**Work task**
From the entries below, give the number of lines where the word "Deserialize" occurs, and nothing else.

-- Entries supplied follows --

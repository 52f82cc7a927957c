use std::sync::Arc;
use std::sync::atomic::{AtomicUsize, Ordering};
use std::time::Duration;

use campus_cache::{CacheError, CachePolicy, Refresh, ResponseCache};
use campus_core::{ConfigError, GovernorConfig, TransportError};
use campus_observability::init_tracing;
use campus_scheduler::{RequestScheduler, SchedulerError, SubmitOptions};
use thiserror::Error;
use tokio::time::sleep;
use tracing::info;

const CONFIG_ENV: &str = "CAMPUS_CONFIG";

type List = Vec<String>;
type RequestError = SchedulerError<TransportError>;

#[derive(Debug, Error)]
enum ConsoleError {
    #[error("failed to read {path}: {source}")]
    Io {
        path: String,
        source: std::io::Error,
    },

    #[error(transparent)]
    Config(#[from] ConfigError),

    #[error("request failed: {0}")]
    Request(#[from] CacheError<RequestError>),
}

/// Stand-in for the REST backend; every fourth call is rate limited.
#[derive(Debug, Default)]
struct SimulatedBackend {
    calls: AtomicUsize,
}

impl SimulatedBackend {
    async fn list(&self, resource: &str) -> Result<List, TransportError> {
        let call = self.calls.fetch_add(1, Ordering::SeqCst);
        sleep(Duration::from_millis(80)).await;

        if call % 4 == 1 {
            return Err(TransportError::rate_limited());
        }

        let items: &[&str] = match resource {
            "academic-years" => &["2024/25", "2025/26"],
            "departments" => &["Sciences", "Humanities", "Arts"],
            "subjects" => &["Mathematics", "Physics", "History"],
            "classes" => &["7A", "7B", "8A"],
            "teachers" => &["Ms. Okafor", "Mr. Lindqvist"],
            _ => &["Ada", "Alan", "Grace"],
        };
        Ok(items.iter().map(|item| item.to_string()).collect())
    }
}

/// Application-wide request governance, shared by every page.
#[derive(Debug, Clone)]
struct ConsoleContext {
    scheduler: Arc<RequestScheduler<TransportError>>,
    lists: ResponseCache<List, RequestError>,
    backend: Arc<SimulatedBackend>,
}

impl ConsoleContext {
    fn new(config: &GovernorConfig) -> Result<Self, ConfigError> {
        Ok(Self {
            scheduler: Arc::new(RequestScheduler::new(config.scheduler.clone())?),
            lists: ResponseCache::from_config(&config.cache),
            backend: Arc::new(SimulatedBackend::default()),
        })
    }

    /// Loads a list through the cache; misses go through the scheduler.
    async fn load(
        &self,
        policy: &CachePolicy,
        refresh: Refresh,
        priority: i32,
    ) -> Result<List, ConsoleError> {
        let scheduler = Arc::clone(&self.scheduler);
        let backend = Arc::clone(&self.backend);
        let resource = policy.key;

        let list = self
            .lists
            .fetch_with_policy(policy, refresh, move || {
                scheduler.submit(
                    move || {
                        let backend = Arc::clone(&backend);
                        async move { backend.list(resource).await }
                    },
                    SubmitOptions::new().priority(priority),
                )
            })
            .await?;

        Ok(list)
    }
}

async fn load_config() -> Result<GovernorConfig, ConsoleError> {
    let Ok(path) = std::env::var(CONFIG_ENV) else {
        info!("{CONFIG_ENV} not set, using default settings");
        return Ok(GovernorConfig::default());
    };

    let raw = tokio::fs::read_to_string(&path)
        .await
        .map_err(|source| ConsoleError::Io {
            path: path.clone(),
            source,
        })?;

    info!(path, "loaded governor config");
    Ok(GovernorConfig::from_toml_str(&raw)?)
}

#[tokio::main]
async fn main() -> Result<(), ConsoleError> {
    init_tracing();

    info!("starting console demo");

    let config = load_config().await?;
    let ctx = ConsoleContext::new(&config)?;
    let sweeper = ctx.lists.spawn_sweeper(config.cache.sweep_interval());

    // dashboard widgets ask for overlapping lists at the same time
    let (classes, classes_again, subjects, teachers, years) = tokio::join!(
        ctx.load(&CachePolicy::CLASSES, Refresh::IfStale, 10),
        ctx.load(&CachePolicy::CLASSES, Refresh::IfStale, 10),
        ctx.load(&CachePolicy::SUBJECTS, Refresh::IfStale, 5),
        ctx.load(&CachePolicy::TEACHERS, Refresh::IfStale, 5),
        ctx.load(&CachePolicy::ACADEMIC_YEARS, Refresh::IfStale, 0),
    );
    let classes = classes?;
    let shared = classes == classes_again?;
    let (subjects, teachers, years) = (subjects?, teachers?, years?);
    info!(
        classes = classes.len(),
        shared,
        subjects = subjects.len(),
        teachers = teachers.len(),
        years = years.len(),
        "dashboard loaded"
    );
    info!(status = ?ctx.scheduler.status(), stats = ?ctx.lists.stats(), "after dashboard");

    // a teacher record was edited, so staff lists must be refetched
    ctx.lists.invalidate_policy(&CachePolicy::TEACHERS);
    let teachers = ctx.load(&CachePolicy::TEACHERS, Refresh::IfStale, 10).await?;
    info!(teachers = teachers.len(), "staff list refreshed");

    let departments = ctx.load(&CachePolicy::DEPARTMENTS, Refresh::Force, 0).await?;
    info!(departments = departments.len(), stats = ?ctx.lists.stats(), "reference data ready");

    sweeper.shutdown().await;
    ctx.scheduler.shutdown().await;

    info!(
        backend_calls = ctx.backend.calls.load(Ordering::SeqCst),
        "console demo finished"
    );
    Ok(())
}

-- Entries supplied concluded --
-- Entries supplied follows --

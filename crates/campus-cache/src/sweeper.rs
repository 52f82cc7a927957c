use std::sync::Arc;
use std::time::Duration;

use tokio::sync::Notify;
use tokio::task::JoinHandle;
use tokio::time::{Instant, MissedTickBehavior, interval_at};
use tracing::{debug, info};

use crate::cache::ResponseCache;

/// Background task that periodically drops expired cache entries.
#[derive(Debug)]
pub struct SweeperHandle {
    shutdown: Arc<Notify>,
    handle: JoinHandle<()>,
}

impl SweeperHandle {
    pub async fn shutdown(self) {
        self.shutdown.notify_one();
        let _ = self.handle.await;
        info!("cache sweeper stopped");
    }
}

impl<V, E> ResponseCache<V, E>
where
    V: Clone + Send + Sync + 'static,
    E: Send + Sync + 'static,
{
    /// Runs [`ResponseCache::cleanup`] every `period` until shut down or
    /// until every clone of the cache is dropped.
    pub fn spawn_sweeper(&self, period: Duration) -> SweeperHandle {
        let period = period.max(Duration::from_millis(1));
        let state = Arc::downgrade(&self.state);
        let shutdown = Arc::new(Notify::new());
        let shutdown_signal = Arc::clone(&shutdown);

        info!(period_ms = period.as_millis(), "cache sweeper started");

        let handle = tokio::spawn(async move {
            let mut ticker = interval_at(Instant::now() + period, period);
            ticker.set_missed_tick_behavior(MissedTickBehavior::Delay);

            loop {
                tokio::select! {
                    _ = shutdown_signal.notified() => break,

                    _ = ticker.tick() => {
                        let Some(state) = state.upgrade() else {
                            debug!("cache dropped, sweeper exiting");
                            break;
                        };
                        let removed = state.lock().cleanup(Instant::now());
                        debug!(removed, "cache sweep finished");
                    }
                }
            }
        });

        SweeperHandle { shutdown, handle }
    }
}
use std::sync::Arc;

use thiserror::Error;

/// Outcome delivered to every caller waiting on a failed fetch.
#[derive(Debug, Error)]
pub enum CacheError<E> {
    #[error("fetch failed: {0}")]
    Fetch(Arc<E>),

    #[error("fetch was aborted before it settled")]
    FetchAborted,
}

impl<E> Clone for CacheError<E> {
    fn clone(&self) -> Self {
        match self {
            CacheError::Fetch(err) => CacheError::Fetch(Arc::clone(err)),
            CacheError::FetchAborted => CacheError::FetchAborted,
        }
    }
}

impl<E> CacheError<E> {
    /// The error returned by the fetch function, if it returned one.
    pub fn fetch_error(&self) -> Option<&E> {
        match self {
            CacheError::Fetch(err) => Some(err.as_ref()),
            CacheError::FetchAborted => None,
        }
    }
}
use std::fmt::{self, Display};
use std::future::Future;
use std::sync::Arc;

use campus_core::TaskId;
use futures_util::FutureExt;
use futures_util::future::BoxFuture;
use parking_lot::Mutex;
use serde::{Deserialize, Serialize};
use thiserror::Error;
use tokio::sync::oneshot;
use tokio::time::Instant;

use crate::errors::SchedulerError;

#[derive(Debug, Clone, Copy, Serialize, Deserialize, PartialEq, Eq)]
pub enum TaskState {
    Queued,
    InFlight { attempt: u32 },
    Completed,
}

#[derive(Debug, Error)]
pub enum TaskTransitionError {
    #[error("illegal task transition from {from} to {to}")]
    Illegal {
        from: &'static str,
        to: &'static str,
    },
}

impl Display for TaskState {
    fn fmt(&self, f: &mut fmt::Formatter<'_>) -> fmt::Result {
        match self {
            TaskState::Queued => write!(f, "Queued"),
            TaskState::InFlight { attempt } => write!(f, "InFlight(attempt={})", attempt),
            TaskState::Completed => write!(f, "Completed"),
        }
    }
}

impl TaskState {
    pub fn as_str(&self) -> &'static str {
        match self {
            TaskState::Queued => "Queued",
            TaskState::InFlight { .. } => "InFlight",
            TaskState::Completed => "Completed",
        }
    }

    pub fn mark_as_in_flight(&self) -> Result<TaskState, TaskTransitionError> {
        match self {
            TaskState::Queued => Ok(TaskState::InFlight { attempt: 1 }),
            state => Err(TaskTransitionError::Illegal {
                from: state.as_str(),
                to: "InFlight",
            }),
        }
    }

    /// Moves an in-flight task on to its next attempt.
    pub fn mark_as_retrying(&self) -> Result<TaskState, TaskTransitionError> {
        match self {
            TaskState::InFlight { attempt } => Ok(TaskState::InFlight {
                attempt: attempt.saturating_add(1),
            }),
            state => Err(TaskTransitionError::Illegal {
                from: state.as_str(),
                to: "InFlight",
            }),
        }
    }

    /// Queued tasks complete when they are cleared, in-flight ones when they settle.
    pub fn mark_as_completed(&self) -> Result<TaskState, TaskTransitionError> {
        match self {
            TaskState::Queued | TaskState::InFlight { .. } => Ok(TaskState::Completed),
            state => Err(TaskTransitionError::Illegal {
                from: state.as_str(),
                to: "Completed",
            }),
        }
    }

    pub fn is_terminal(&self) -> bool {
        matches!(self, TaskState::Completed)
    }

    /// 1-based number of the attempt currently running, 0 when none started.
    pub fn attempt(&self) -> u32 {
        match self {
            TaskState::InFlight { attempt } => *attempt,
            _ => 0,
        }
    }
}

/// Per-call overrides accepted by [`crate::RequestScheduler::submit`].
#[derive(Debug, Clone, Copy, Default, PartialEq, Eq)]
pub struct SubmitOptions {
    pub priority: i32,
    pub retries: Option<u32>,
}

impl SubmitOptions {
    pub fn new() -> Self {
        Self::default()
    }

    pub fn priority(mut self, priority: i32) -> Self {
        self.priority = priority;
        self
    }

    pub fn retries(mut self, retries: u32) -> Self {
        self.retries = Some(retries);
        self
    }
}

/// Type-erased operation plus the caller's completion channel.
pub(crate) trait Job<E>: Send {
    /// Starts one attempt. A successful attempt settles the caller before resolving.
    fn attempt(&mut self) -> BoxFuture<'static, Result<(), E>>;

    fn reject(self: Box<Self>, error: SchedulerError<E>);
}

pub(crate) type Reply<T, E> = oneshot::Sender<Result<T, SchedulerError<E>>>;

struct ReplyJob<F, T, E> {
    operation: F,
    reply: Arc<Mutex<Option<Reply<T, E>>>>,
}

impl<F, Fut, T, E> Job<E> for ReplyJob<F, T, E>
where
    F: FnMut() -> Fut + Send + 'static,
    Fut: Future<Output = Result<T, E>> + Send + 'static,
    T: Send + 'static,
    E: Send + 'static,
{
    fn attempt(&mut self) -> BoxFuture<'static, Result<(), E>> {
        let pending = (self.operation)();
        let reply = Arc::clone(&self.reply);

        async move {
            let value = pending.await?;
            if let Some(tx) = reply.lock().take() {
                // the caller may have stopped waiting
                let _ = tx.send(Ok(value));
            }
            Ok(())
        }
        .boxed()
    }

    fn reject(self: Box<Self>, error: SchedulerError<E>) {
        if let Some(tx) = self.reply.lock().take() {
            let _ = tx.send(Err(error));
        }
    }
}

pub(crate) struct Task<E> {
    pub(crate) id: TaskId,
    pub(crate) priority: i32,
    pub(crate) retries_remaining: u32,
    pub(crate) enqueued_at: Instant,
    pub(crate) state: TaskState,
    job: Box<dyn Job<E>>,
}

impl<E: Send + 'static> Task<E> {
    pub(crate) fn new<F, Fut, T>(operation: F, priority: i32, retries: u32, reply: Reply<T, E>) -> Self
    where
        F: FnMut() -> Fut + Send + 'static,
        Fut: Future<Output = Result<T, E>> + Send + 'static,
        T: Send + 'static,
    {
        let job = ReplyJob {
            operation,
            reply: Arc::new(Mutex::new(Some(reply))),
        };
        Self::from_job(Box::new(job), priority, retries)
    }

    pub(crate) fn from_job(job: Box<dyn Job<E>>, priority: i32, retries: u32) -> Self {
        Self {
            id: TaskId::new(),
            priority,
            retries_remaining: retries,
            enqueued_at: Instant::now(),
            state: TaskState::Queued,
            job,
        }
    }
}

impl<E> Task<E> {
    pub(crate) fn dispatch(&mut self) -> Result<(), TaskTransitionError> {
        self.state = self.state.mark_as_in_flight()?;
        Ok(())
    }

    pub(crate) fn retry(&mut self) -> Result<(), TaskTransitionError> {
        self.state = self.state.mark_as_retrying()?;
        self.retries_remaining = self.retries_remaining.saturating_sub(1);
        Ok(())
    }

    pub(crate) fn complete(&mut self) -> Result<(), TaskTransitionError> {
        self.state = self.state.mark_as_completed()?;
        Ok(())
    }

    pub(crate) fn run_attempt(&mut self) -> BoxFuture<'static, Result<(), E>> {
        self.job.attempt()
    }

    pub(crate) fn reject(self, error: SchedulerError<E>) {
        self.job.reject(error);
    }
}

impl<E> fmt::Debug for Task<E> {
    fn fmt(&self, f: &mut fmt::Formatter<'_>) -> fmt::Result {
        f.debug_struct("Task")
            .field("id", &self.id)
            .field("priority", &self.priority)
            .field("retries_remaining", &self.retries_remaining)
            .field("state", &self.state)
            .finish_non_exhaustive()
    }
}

-- Entries supplied concluded --

**Task answer**
2